Right. Kay Redfield Jamison. Marsha Linehan. Probably countless others. It has been done. It seems like the critical thing is finding a way to make your experiences work for you rather than against you as a clinician. If a clinician has had particular real-life struggles in their lives, it seems that this could make them particularly adept at empathizing or finding an excellent hook into the therapeutic alliance at particularly challenging junctures. Where most people with 'perfect lives' (though I don't think they exist) would 'freeze,' the person with experience with tragedy would start to harmonize or 'jam' with the patient across from them who is having a rough time of it.
 
Right. Kay Redfield Jamison. Marsha Linehan. Probably countless others. It has been done. It seems like the critical thing is finding a way to make your experiences work for you rather than against you as a clinician. If a clinician has had particular real-life struggles in their lives, it seems that this could make them particularly adept at empathizing or finding an excellent hook into the therapeutic alliance at particularly challenging junctures. Where most people with 'perfect lives' (though I don't think they exist) would 'freeze,' the person with experience with tragedy would start to harmonize or 'jam' with the patient across from them who is having a rough time of it.
Oh, you are preaching to the choir. My experiences definitely are an asset in my work.

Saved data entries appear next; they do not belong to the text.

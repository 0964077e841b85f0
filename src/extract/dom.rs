//! Synchronous DOM parsing helpers.
//!
//! `scraper::Html` is not `Send`, so all DOM work happens inside these
//! synchronous functions; only owned data crosses await points.

use scraper::{Html, Selector};
use std::collections::BTreeMap;

/// Parsed page facts needed by the extractor and the frontier.
#[derive(Debug, Clone, Default)]
pub struct DomSummary {
    pub title: String,
    /// Every `<meta>` with a name or property and non-empty content.
    pub metadata: BTreeMap<String, String>,
    /// Raw href values of anchors, unresolved.
    pub links: Vec<String>,
    /// `<base href>` when present.
    pub base_href: Option<String>,
}

/// Parse a document and pull out title, metadata, links and base href.
#[must_use]
pub fn summarize(html: &str) -> DomSummary {
    let document = Html::parse_document(html);
    let mut summary = DomSummary::default();

    let title_sel = Selector::parse("title").expect("static selector");
    if let Some(el) = document.select(&title_sel).next() {
        summary.title = el.text().collect::<String>().trim().to_string();
    }

    let meta_sel = Selector::parse("meta").expect("static selector");
    for el in document.select(&meta_sel) {
        let key = el
            .value()
            .attr("name")
            .or_else(|| el.value().attr("property"));
        let content = el.value().attr("content").unwrap_or("");
        if let Some(key) = key
            && !content.is_empty()
        {
            summary.metadata.insert(key.to_string(), content.to_string());
        }
    }

    let anchor_sel = Selector::parse("a[href]").expect("static selector");
    for el in document.select(&anchor_sel) {
        if let Some(href) = el.value().attr("href") {
            summary.links.push(href.to_string());
        }
    }

    let base_sel = Selector::parse("base[href]").expect("static selector");
    if let Some(el) = document.select(&base_sel).next() {
        summary.base_href = el.value().attr("href").map(str::to_string);
    }

    summary
}

/// Plain-text rendering of a document: visible text nodes, whitespace
/// collapsed, script/style/noscript skipped.
#[must_use]
pub fn to_text(html: &str) -> String {
    let document = Html::parse_document(html);
    let body_sel = Selector::parse("body").expect("static selector");
    let skip_sel = Selector::parse("script, style, noscript, template").expect("static selector");

    let root_texts: Vec<String> = match document.select(&body_sel).next() {
        Some(body) => {
            let skipped: Vec<_> = body.select(&skip_sel).flat_map(|el| el.text()).collect();
            let mut all: Vec<&str> = body.text().collect();
            // scraper's text() walks into script/style too; subtract them.
            all.retain(|t| !skipped.contains(t));
            all.iter().map(|t| t.to_string()).collect()
        }
        None => document.root_element().text().map(str::to_string).collect(),
    };

    let mut out = String::new();
    for chunk in root_texts {
        let trimmed = chunk.trim();
        if trimmed.is_empty() {
            continue;
        }
        if !out.is_empty() {
            out.push(' ');
        }
        out.push_str(trimmed);
    }
    out
}

#[cfg(test)]
mod tests {
    use super::*;

    const PAGE: &str = r#"<html><head>
        <title> Example Page </title>
        <base href="https://example.com/docs/">
        <meta name="description" content="A test page">
        <meta property="og:title" content="Example">
        <meta name="empty" content="">
        </head><body>
        <a href="/one">One</a>
        <a href="two.html">Two</a>
        <script>var x = "invisible";</script>
        <p>Hello <b>world</b></p>
        </body></html>"#;

    #[test]
    fn summarize_pulls_title_meta_links() {
        let s = summarize(PAGE);
        assert_eq!(s.title, "Example Page");
        assert_eq!(s.metadata.get("description").unwrap(), "A test page");
        assert_eq!(s.metadata.get("og:title").unwrap(), "Example");
        assert!(!s.metadata.contains_key("empty"));
        assert_eq!(s.links, vec!["/one", "two.html"]);
        assert_eq!(s.base_href.as_deref(), Some("https://example.com/docs/"));
    }

    #[test]
    fn text_skips_scripts_and_collapses_whitespace() {
        let text = to_text(PAGE);
        assert!(text.contains("Hello world"));
        assert!(!text.contains("invisible"));
    }
}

My worry is about how I will be perceived by governing bodies, such as license boards and credentialing committees.

And yeah, I know no one will be able to definitively tell me it's ok. I just need to keep plodding forward and see what happens, and if it doesn't work out pursue plan B. Easy. But also so, so hard.
 
Oh, you are preaching to the choir. My experiences definitely are an asset in my work.

My worry is about how I will be perceived by governing bodies, such as license boards and credentialing committees.
I hear ya. That's always a fear.
 
LOL. The blessing is that time marches on without our intervention. The curse too.
 
Residency is horrible. Being an attending is better. If your jobs sucks you can just leave and get a new one. Anywhere.

Agreed. Residency is horrible, and some worse than others. It does get better - I'm not in Psych but I'm pretty sure that can be said for just about any field.
With time you can set up your own practice and see who you want.
 
Hated as a resident being at the mercy of your attending’s personal preferences. Got into an argument while on consults one time because my attending (who thank the lord no longer works at that hospital) wanted me to order Klonopin 1 mg QID for a woman about to be discharged with confirmed pseudoseizures (keep in mind she demanded benzos her entire hospitalization). It was like a 2-3 week script too. Told him I felt uncomfortable as I didn’t think benzos were indicated in that situation and that he had to order it himself.
Once you’re an attending the responsibility falls on you and that can be scary but it feels liberating because every choice is your’s. That’s not to say you can’t talk to your colleagues to get outside input when you need help but for the most part no one is telling you what to do.
 
Everything is going to be alright.

Lawsuits are slow things. Try not to worry about having to solve it today. You'll have a good lawyer to handle all of the difficult stuff.